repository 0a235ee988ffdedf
//! Installer configuration.
//!
//! Built once at process start and shared read-only for the rest of the run.

use std::path::PathBuf;
use std::time::Duration;

use crate::paths;

/// How often a transient download failure is retried.
///
/// Only transport errors and 5xx/429 responses count as transient.
/// Checksum mismatches are never retried.
#[derive(Debug, Clone, Copy, PartialEq, Eq)]
pub struct RetryPolicy {
    /// Total attempts, including the first. Zero is treated as one.
    pub max_attempts: u32,
    /// Delay before the second attempt; doubled for each attempt after.
    pub initial_backoff: Duration,
}

impl RetryPolicy {
    /// A policy that never retries.
    pub fn none() -> Self {
        Self {
            max_attempts: 1,
            initial_backoff: Duration::ZERO,
        }
    }

    /// Total attempts allowed, at least one.
    pub fn attempts(&self) -> u32 {
        self.max_attempts.max(1)
    }

    /// Delay to wait after the given failed attempt (1-based).
    pub fn backoff_for(&self, attempt: u32) -> Duration {
        let exponent = attempt.saturating_sub(1).min(16);
        self.initial_backoff.saturating_mul(1 << exponent)
    }
}

impl Default for RetryPolicy {
    fn default() -> Self {
        Self {
            max_attempts: 3,
            initial_backoff: Duration::from_millis(500),
        }
    }
}

/// Everything the pipeline needs to know about the local environment.
#[derive(Debug, Clone)]
pub struct InstallerConfig {
    /// Directory the binary is copied into.
    pub bin_dir: PathBuf,
    /// Parent of the per-run staging directory.
    pub tmp_dir: PathBuf,
    /// Download retry policy.
    pub retry: RetryPolicy,
    /// User-Agent header sent with every request.
    pub user_agent: String,
}

impl InstallerConfig {
    /// Default layout under the given tapbin home.
    pub fn for_home(home: &std::path::Path) -> Self {
        Self {
            bin_dir: paths::bin_path(home),
            tmp_dir: paths::tmp_path(home),
            retry: RetryPolicy::default(),
            user_agent: crate::USER_AGENT.to_string(),
        }
    }

    /// Default layout under `TAPBIN_HOME` or `~/.tapbin`.
    ///
    /// Returns `None` if no home directory can be determined.
    pub fn from_env() -> Option<Self> {
        paths::try_tapbin_home().map(|home| Self::for_home(&home))
    }

    /// Install into a different directory.
    pub fn with_bin_dir(mut self, bin_dir: impl Into<PathBuf>) -> Self {
        self.bin_dir = bin_dir.into();
        self
    }

    /// Replace the retry policy.
    pub fn with_retry(mut self, retry: RetryPolicy) -> Self {
        self.retry = retry;
        self
    }
}

#[cfg(test)]
mod tests {
    use super::*;

    #[test]
    fn backoff_doubles() {
        let policy = RetryPolicy {
            max_attempts: 4,
            initial_backoff: Duration::from_millis(100),
        };
        assert_eq!(policy.backoff_for(1), Duration::from_millis(100));
        assert_eq!(policy.backoff_for(2), Duration::from_millis(200));
        assert_eq!(policy.backoff_for(3), Duration::from_millis(400));
    }

    #[test]
    fn zero_attempts_still_tries_once() {
        let policy = RetryPolicy {
            max_attempts: 0,
            initial_backoff: Duration::ZERO,
        };
        assert_eq!(policy.attempts(), 1);
        assert_eq!(RetryPolicy::none().attempts(), 1);
    }

    #[test]
    fn overrides_apply() {
        let cfg = InstallerConfig::for_home(std::path::Path::new("/h"))
            .with_bin_dir("/usr/local/bin")
            .with_retry(RetryPolicy::none());
        assert_eq!(cfg.bin_dir, PathBuf::from("/usr/local/bin"));
        assert_eq!(cfg.tmp_dir, PathBuf::from("/h/tmp"));
        assert_eq!(cfg.retry.max_attempts, 1);
    }
}
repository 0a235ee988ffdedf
//! Import command

use anyhow::{Context, Result};
use std::path::Path;

use crate::ui::ConsoleReporter;
use tapbin_core::Formula;

/// Render a formula (usually a Homebrew `.rb`) as TOML.
pub fn import(path: &Path, out: Option<&Path>, dry_run: bool, output: &ConsoleReporter) -> Result<()> {
    let formula = Formula::from_file(path)
        .with_context(|| format!("Failed to import {}", path.display()))?;
    let rendered = formula.to_toml()?;

    match out {
        Some(dest) if !dry_run => {
            std::fs::write(dest, &rendered)
                .with_context(|| format!("Failed to write {}", dest.display()))?;
            output.success(&format!(
                "Wrote {} {} to {}",
                formula.name(),
                formula.version(),
                dest.display()
            ));
        }
        _ => print!("{rendered}"),
    }

    Ok(())
}
//! Completions command

use clap::CommandFactory;
use clap_complete::generate;

/// Generate shell completions
pub fn completions(shell: clap_complete::Shell) {
    let mut cmd = crate::Cli::command();
    generate(shell, &mut cmd, "tapbin", &mut std::io::stdout());
}
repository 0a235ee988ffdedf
//! Platform resolution: the first step of the pipeline.

use tracing::debug;

use crate::error::PipelineError;
use crate::formula::Formula;
use tapbin_schema::{Platform, ReleaseEntry};

/// State 1: the release entry for a platform has been selected.
///
/// # Transitions
///
/// - [`fetch_and_verify()`](Self::fetch_and_verify) -> [`VerifiedRelease`](crate::VerifiedRelease)
#[derive(Debug, Clone, Copy)]
pub struct ResolvedRelease<'f> {
    /// Formula the entry belongs to.
    pub formula: &'f Formula,
    /// The selected entry.
    pub entry: &'f ReleaseEntry,
    /// Platform it was selected for.
    pub platform: Platform,
}

/// Select the release entry serving `platform`.
///
/// Pure lookup with no side effects. [`Formula`] guarantees entries never
/// overlap, so the first match is the only match.
///
/// # Errors
///
/// Returns [`PipelineError::NoMatchingPlatform`] if no entry covers the platform.
pub fn resolve(formula: &Formula, platform: Platform) -> Result<ResolvedRelease<'_>, PipelineError> {
    let Some(entry) = formula.entry_for(&platform) else {
        let available = formula
            .releases()
            .iter()
            .map(ReleaseEntry::selector)
            .collect::<Vec<_>>()
            .join(", ");
        return Err(PipelineError::NoMatchingPlatform {
            name: formula.name().clone(),
            version: formula.version().clone(),
            platform,
            available,
        });
    };

    debug!(
        package = %formula.name(),
        %platform,
        url = %entry.url,
        "resolved release entry"
    );

    Ok(ResolvedRelease {
        formula,
        entry,
        platform,
    })
}
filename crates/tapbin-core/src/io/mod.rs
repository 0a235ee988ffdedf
//! IO modules - side effects (network, filesystem)

pub mod download;
pub mod extract;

WHAT THIS TASK INVOLVES: Nothing should be left out when the listing is retyped exactly.

ANSWER SPACE:
repository 0a235ee988ffdedf
//! Installer configuration.
//!
//! Built once at process start and shared read-only for the rest of the run.

use std::path::PathBuf;
use std::time::Duration;

use crate::paths;

/// How often a transient download failure is retried.
///
/// Only transport errors and 5xx/429 responses count as transient.
/// Checksum mismatches are never retried.
#[derive(Debug, Clone, Copy, PartialEq, Eq)]
pub struct RetryPolicy {
    /// Total attempts, including the first. Zero is treated as one.
    pub max_attempts: u32,
    /// Delay before the second attempt; doubled for each attempt after.
    pub initial_backoff: Duration,
}

impl RetryPolicy {
    /// A policy that never retries.
    pub fn none() -> Self {
        Self {
            max_attempts: 1,
            initial_backoff: Duration::ZERO,
        }
    }

    /// Total attempts allowed, at least one.
    pub fn attempts(&self) -> u32 {
        self.max_attempts.max(1)
    }

    /// Delay to wait after the given failed attempt (1-based).
    pub fn backoff_for(&self, attempt: u32) -> Duration {
        let exponent = attempt.saturating_sub(1).min(16);
        self.initial_backoff.saturating_mul(1 << exponent)
    }
}

impl Default for RetryPolicy {
    fn default() -> Self {
        Self {
            max_attempts: 3,
            initial_backoff: Duration::from_millis(500),
        }
    }
}

/// Everything the pipeline needs to know about the local environment.
#[derive(Debug, Clone)]
pub struct InstallerConfig {
    /// Directory the binary is copied into.
    pub bin_dir: PathBuf,
    /// Parent of the per-run staging directory.
    pub tmp_dir: PathBuf,
    /// Download retry policy.
    pub retry: RetryPolicy,
    /// User-Agent header sent with every request.
    pub user_agent: String,
}

impl InstallerConfig {
    /// Default layout under the given tapbin home.
    pub fn for_home(home: &std::path::Path) -> Self {
        Self {
            bin_dir: paths::bin_path(home),
            tmp_dir: paths::tmp_path(home),
            retry: RetryPolicy::default(),
            user_agent: crate::USER_AGENT.to_string(),
        }
    }

    /// Default layout under `TAPBIN_HOME` or `~/.tapbin`.
    ///
    /// Returns `None` if no home directory can be determined.
    pub fn from_env() -> Option<Self> {
        paths::try_tapbin_home().map(|home| Self::for_home(&home))
    }

    /// Install into a different directory.
    pub fn with_bin_dir(mut self, bin_dir: impl Into<PathBuf>) -> Self {
        self.bin_dir = bin_dir.into();
        self
    }

    /// Replace the retry policy.
    pub fn with_retry(mut self, retry: RetryPolicy) -> Self {
        self.retry = retry;
        self
    }
}

#[cfg(test)]
mod tests {
    use super::*;

    #[test]
    fn backoff_doubles() {
        let policy = RetryPolicy {
            max_attempts: 4,
            initial_backoff: Duration::from_millis(100),
        };
        assert_eq!(policy.backoff_for(1), Duration::from_millis(100));
        assert_eq!(policy.backoff_for(2), Duration::from_millis(200));
        assert_eq!(policy.backoff_for(3), Duration::from_millis(400));
    }

    #[test]
    fn zero_attempts_still_tries_once() {
        let policy = RetryPolicy {
            max_attempts: 0,
            initial_backoff: Duration::ZERO,
        };
        assert_eq!(policy.attempts(), 1);
        assert_eq!(RetryPolicy::none().attempts(), 1);
    }

    #[test]
    fn overrides_apply() {
        let cfg = InstallerConfig::for_home(std::path::Path::new("/h"))
            .with_bin_dir("/usr/local/bin")
            .with_retry(RetryPolicy::none());
        assert_eq!(cfg.bin_dir, PathBuf::from("/usr/local/bin"));
        assert_eq!(cfg.tmp_dir, PathBuf::from("/h/tmp"));
        assert_eq!(cfg.retry.max_attempts, 1);
    }
}
repository 0a235ee988ffdedf
//! Import command

use anyhow::{Context, Result};
use std::path::Path;

use crate::ui::ConsoleReporter;
use tapbin_core::Formula;

/// Render a formula (usually a Homebrew `.rb`) as TOML.
pub fn import(path: &Path, out: Option<&Path>, dry_run: bool, output: &ConsoleReporter) -> Result<()> {
    let formula = Formula::from_file(path)
        .with_context(|| format!("Failed to import {}", path.display()))?;
    let rendered = formula.to_toml()?;

    match out {
        Some(dest) if !dry_run => {
            std::fs::write(dest, &rendered)
                .with_context(|| format!("Failed to write {}", dest.display()))?;
            output.success(&format!(
                "Wrote {} {} to {}",
                formula.name(),
                formula.version(),
                dest.display()
            ));
        }
        _ => print!("{rendered}"),
    }

    Ok(())
}
//! Completions command

use clap::CommandFactory;
use clap_complete::generate;

/// Generate shell completions
pub fn completions(shell: clap_complete::Shell) {
    let mut cmd = crate::Cli::command();
    generate(shell, &mut cmd, "tapbin", &mut std::io::stdout());
}
repository 0a235ee988ffdedf
//! Platform resolution: the first step of the pipeline.

use tracing::debug;

use crate::error::PipelineError;
use crate::formula::Formula;
use tapbin_schema::{Platform, ReleaseEntry};

/// State 1: the release entry for a platform has been selected.
///
/// # Transitions
///
/// - [`fetch_and_verify()`](Self::fetch_and_verify) -> [`VerifiedRelease`](crate::VerifiedRelease)
#[derive(Debug, Clone, Copy)]
pub struct ResolvedRelease<'f> {
    /// Formula the entry belongs to.
    pub formula: &'f Formula,
    /// The selected entry.
    pub entry: &'f ReleaseEntry,
    /// Platform it was selected for.
    pub platform: Platform,
}

/// Select the release entry serving `platform`.
///
/// Pure lookup with no side effects. [`Formula`] guarantees entries never
/// overlap, so the first match is the only match.
///
/// # Errors
///
/// Returns [`PipelineError::NoMatchingPlatform`] if no entry covers the platform.
pub fn resolve(formula: &Formula, platform: Platform) -> Result<ResolvedRelease<'_>, PipelineError> {
    let Some(entry) = formula.entry_for(&platform) else {
        let available = formula
            .releases()
            .iter()
            .map(ReleaseEntry::selector)
            .collect::<Vec<_>>()
            .join(", ");
        return Err(PipelineError::NoMatchingPlatform {
            name: formula.name().clone(),
            version: formula.version().clone(),
            platform,
            available,
        });
    };

    debug!(
        package = %formula.name(),
        %platform,
        url = %entry.url,
        "resolved release entry"
    );

    Ok(ResolvedRelease {
        formula,
        entry,
        platform,
    })
}
filename crates/tapbin-core/src/io/mod.rs
repository 0a235ee988ffdedf
//! IO modules - side effects (network, filesystem)

pub mod download;
pub mod extract;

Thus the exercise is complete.